#### LISTED RECORDS

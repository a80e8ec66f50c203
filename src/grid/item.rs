use serde::{Deserialize, Serialize};

/// What the grid needs to know about an item.
///
/// Everything else on an item is opaque to the grid; only the image asset is
/// read, for preloading.
pub trait GridItem {
    /// Image asset reference (a path or URL), if the item has one
    fn image_url(&self) -> Option<&str>;
}

/// A poster as supplied by a catalog or a directory scan
#[derive(Debug, Clone, Default, PartialEq, Deserialize, Serialize)]
pub struct PosterItem {
    /// Stable identity key
    #[serde(default)]
    pub key: Option<String>,
    #[serde(default)]
    pub title: Option<String>,
    /// Path or URL of the poster art
    #[serde(default)]
    pub image: Option<String>,
    /// Rating out of 10
    #[serde(default)]
    pub rating: Option<f32>,
    #[serde(default)]
    pub year: Option<u16>,
}

impl PosterItem {
    /// Title to show on a card, falling back to the key
    pub fn display_title(&self) -> &str {
        self.title
            .as_deref()
            .or(self.key.as_deref())
            .unwrap_or("Untitled")
    }
}

impl GridItem for PosterItem {
    fn image_url(&self) -> Option<&str> {
        self.image.as_deref().filter(|s| !s.is_empty())
    }
}

impl<T: GridItem> GridItem for &T {
    fn image_url(&self) -> Option<&str> {
        (**self).image_url()
    }
}

#[cfg(test)]
mod tests {
    use super::*;

    #[test]
    fn test_empty_image_is_none() {
        let item = PosterItem {
            image: Some(String::new()),
            ..Default::default()
        };
        assert_eq!(item.image_url(), None);
    }

    #[test]
    fn test_display_title_fallbacks() {
        let mut item = PosterItem::default();
        assert_eq!(item.display_title(), "Untitled");

        item.key = Some("tt0133093".to_string());
        assert_eq!(item.display_title(), "tt0133093");

        item.title = Some("The Matrix".to_string());
        assert_eq!(item.display_title(), "The Matrix");
    }
}
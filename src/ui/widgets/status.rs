use postergrid::VisibleWindow;
use ratatui::{
    style::Style,
    text::{Line, Span},
    widgets::Paragraph,
};

use crate::app::config::Config;
use crate::app::poster_cache::CacheStats;

/// Everything shown on the status line
#[derive(Debug, Clone, Default)]
pub struct StatusInfo {
    pub item_count: usize,
    pub column_count: usize,
    pub row_count: usize,
    pub window: Option<VisibleWindow>,
    pub cache: CacheStats,
    pub hints: usize,
    /// Posters queued for decoding
    pub loading: usize,
    pub remounts: u32,
    pub graphics_ready: bool,
    /// e.g. "q quit"
    pub key_help: String,
}

impl StatusInfo {
    pub fn text(&self) -> String {
        let mut parts = vec![format!("{} posters", self.item_count)];

        if self.column_count > 0 && self.item_count > 0 {
            parts.push(format!("{}×{}", self.column_count, self.row_count));
        }
        if let Some(window) = self.window {
            parts.push(format!(
                "rows {}-{}",
                window.first_row + 1,
                window.last_row + 1
            ));
        }

        parts.push(format!(
            "cache {}/{} ({:.0}% hits)",
            self.cache.entries,
            self.cache.entries + self.cache.pending,
            self.cache.hit_rate()
        ));
        parts.push(format!("{} preloads", self.hints));
        if self.loading > 0 {
            parts.push(format!("{} decoding", self.loading));
        }

        if self.remounts > 0 {
            parts.push(format!("remounted {}×", self.remounts));
        }
        if !self.graphics_ready {
            parts.push("graphics: probing".to_string());
        }

        parts.join(" │ ")
    }
}

pub fn create_status_line<'a>(info: &StatusInfo, config: &Config) -> Paragraph<'a> {
    let status_color = config.colors.status_color();
    let accent = config.colors.border_title_color();

    let mut spans = vec![Span::styled(
        format!(" {}", info.text()),
        Style::default().fg(status_color),
    )];
    if !info.key_help.is_empty() {
        spans.push(Span::styled(
            format!("  {}", info.key_help),
            Style::default().fg(accent),
        ));
    }

    Paragraph::new(Line::from(spans))
}
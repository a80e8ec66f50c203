/// A rendering primitive that becomes available asynchronously.
///
/// Hosts start in [`Capability::NotReady`] and switch to
/// [`Capability::Ready`] once the primitive has loaded; the grid renders a
/// size-matched placeholder until then.
#[derive(Debug, Clone, Default)]
pub enum Capability<T> {
    #[default]
    NotReady,
    Ready(T),
}

impl<T> Capability<T> {
    pub fn is_ready(&self) -> bool {
        matches!(self, Capability::Ready(_))
    }

    pub fn get(&self) -> Option<&T> {
        match self {
            Capability::Ready(value) => Some(value),
            Capability::NotReady => None,
        }
    }

    pub fn get_mut(&mut self) -> Option<&mut T> {
        match self {
            Capability::Ready(value) => Some(value),
            Capability::NotReady => None,
        }
    }

    /// Mark the capability as loaded
    pub fn resolve(&mut self, value: T) {
        *self = Capability::Ready(value);
    }
}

#### REQUIRED WORK
Go through the listing and transcribe all of it exactly.

#### RESPONSE TO THIS EXERCISE
repository a80e8ec66f50c203
filename src/grid/item.rs
use serde::{Deserialize, Serialize};

/// What the grid needs to know about an item.
///
/// Everything else on an item is opaque to the grid; only the image asset is
/// read, for preloading.
pub trait GridItem {
    /// Image asset reference (a path or URL), if the item has one
    fn image_url(&self) -> Option<&str>;
}

/// A poster as supplied by a catalog or a directory scan
#[derive(Debug, Clone, Default, PartialEq, Deserialize, Serialize)]
pub struct PosterItem {
    /// Stable identity key
    #[serde(default)]
    pub key: Option<String>,
    #[serde(default)]
    pub title: Option<String>,
    /// Path or URL of the poster art
    #[serde(default)]
    pub image: Option<String>,
    /// Rating out of 10
    #[serde(default)]
    pub rating: Option<f32>,
    #[serde(default)]
    pub year: Option<u16>,
}

impl PosterItem {
    /// Title to show on a card, falling back to the key
    pub fn display_title(&self) -> &str {
        self.title
            .as_deref()
            .or(self.key.as_deref())
            .unwrap_or("Untitled")
    }
}

impl GridItem for PosterItem {
    fn image_url(&self) -> Option<&str> {
        self.image.as_deref().filter(|s| !s.is_empty())
    }
}

impl<T: GridItem> GridItem for &T {
    fn image_url(&self) -> Option<&str> {
        (**self).image_url()
    }
}

#[cfg(test)]
mod tests {
    use super::*;

    #[test]
    fn test_empty_image_is_none() {
        let item = PosterItem {
            image: Some(String::new()),
            ..Default::default()
        };
        assert_eq!(item.image_url(), None);
    }

    #[test]
    fn test_display_title_fallbacks() {
        let mut item = PosterItem::default();
        assert_eq!(item.display_title(), "Untitled");

        item.key = Some("tt0133093".to_string());
        assert_eq!(item.display_title(), "tt0133093");

        item.title = Some("The Matrix".to_string());
        assert_eq!(item.display_title(), "The Matrix");
    }
}
filename src/ui/widgets/status.rs
use postergrid::VisibleWindow;
use ratatui::{
    style::Style,
    text::{Line, Span},
    widgets::Paragraph,
};

use crate::app::config::Config;
use crate::app::poster_cache::CacheStats;

/// Everything shown on the status line
#[derive(Debug, Clone, Default)]
pub struct StatusInfo {
    pub item_count: usize,
    pub column_count: usize,
    pub row_count: usize,
    pub window: Option<VisibleWindow>,
    pub cache: CacheStats,
    pub hints: usize,
    /// Posters queued for decoding
    pub loading: usize,
    pub remounts: u32,
    pub graphics_ready: bool,
    /// e.g. "q quit"
    pub key_help: String,
}

impl StatusInfo {
    pub fn text(&self) -> String {
        let mut parts = vec![format!("{} posters", self.item_count)];

        if self.column_count > 0 && self.item_count > 0 {
            parts.push(format!("{}×{}", self.column_count, self.row_count));
        }
        if let Some(window) = self.window {
            parts.push(format!(
                "rows {}-{}",
                window.first_row + 1,
                window.last_row + 1
            ));
        }

        parts.push(format!(
            "cache {}/{} ({:.0}% hits)",
            self.cache.entries,
            self.cache.entries + self.cache.pending,
            self.cache.hit_rate()
        ));
        parts.push(format!("{} preloads", self.hints));
        if self.loading > 0 {
            parts.push(format!("{} decoding", self.loading));
        }

        if self.remounts > 0 {
            parts.push(format!("remounted {}×", self.remounts));
        }
        if !self.graphics_ready {
            parts.push("graphics: probing".to_string());
        }

        parts.join(" │ ")
    }
}

pub fn create_status_line<'a>(info: &StatusInfo, config: &Config) -> Paragraph<'a> {
    let status_color = config.colors.status_color();
    let accent = config.colors.border_title_color();

    let mut spans = vec![Span::styled(
        format!(" {}", info.text()),
        Style::default().fg(status_color),
    )];
    if !info.key_help.is_empty() {
        spans.push(Span::styled(
            format!("  {}", info.key_help),
            Style::default().fg(accent),
        ));
    }

    Paragraph::new(Line::from(spans))
}
repository a80e8ec66f50c203
/// A rendering primitive that becomes available asynchronously.
///
/// Hosts start in [`Capability::NotReady`] and switch to
/// [`Capability::Ready`] once the primitive has loaded; the grid renders a
/// size-matched placeholder until then.
#[derive(Debug, Clone, Default)]
pub enum Capability<T> {
    #[default]
    NotReady,
    Ready(T),
}

impl<T> Capability<T> {
    pub fn is_ready(&self) -> bool {
        matches!(self, Capability::Ready(_))
    }

    pub fn get(&self) -> Option<&T> {
        match self {
            Capability::Ready(value) => Some(value),
            Capability::NotReady => None,
        }
    }

    pub fn get_mut(&mut self) -> Option<&mut T> {
        match self {
            Capability::Ready(value) => Some(value),
            Capability::NotReady => None,
        }
    }

    /// Mark the capability as loaded
    pub fn resolve(&mut self, value: T) {
        *self = Capability::Ready(value);
    }
}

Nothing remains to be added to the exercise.